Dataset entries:
_ _ _ _ _ _ _

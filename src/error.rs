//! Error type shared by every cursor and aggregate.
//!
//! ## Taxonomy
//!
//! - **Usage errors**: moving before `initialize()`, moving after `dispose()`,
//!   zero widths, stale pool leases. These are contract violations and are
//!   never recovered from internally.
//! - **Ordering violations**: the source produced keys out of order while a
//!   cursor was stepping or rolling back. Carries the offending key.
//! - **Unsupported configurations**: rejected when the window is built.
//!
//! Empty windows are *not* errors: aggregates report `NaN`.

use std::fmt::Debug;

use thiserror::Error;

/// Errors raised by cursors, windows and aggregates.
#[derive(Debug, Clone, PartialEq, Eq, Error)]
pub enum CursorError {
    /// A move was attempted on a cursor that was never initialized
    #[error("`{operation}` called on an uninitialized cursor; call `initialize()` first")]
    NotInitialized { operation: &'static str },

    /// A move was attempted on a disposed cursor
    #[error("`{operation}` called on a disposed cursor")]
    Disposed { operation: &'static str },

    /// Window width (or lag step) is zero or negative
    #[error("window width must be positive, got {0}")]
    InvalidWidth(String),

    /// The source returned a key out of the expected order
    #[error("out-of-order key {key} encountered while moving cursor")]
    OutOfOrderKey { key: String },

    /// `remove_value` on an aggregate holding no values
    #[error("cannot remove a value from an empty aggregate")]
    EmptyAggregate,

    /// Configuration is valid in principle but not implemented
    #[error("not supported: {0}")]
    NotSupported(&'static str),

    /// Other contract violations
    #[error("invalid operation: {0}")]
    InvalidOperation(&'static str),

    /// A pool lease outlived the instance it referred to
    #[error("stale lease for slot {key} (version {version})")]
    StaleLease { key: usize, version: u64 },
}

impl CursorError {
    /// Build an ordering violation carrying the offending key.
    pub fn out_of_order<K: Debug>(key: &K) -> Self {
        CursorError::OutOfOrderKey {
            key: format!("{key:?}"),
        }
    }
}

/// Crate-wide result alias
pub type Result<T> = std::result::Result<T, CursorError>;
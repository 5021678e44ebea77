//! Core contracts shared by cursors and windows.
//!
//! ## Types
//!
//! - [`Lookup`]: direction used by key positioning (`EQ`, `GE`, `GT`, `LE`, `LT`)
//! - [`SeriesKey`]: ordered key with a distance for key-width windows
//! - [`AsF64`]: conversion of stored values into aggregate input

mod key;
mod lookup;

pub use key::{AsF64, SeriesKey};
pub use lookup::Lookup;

_ _ _ _ _ _ _

TASK TO CARRY OUT: The full set of records must be transcribed character for character.

WRITTEN RESPONSE:
filename src/error.rs
//! Error type shared by every cursor and aggregate.
//!
//! ## Taxonomy
//!
//! - **Usage errors**: moving before `initialize()`, moving after `dispose()`,
//!   zero widths, stale pool leases. These are contract violations and are
//!   never recovered from internally.
//! - **Ordering violations**: the source produced keys out of order while a
//!   cursor was stepping or rolling back. Carries the offending key.
//! - **Unsupported configurations**: rejected when the window is built.
//!
//! Empty windows are *not* errors: aggregates report `NaN`.

use std::fmt::Debug;

use thiserror::Error;

/// Errors raised by cursors, windows and aggregates.
#[derive(Debug, Clone, PartialEq, Eq, Error)]
pub enum CursorError {
    /// A move was attempted on a cursor that was never initialized
    #[error("`{operation}` called on an uninitialized cursor; call `initialize()` first")]
    NotInitialized { operation: &'static str },

    /// A move was attempted on a disposed cursor
    #[error("`{operation}` called on a disposed cursor")]
    Disposed { operation: &'static str },

    /// Window width (or lag step) is zero or negative
    #[error("window width must be positive, got {0}")]
    InvalidWidth(String),

    /// The source returned a key out of the expected order
    #[error("out-of-order key {key} encountered while moving cursor")]
    OutOfOrderKey { key: String },

    /// `remove_value` on an aggregate holding no values
    #[error("cannot remove a value from an empty aggregate")]
    EmptyAggregate,

    /// Configuration is valid in principle but not implemented
    #[error("not supported: {0}")]
    NotSupported(&'static str),

    /// Other contract violations
    #[error("invalid operation: {0}")]
    InvalidOperation(&'static str),

    /// A pool lease outlived the instance it referred to
    #[error("stale lease for slot {key} (version {version})")]
    StaleLease { key: usize, version: u64 },
}

impl CursorError {
    /// Build an ordering violation carrying the offending key.
    pub fn out_of_order<K: Debug>(key: &K) -> Self {
        CursorError::OutOfOrderKey {
            key: format!("{key:?}"),
        }
    }
}

/// Crate-wide result alias
pub type Result<T> = std::result::Result<T, CursorError>;
repository 5021678e44ebea77
//! Core contracts shared by cursors and windows.
//!
//! ## Types
//!
//! - [`Lookup`]: direction used by key positioning (`EQ`, `GE`, `GT`, `LE`, `LT`)
//! - [`SeriesKey`]: ordered key with a distance for key-width windows
//! - [`AsF64`]: conversion of stored values into aggregate input

mod key;
mod lookup;

pub use key::{AsF64, SeriesKey};
pub use lookup::Lookup;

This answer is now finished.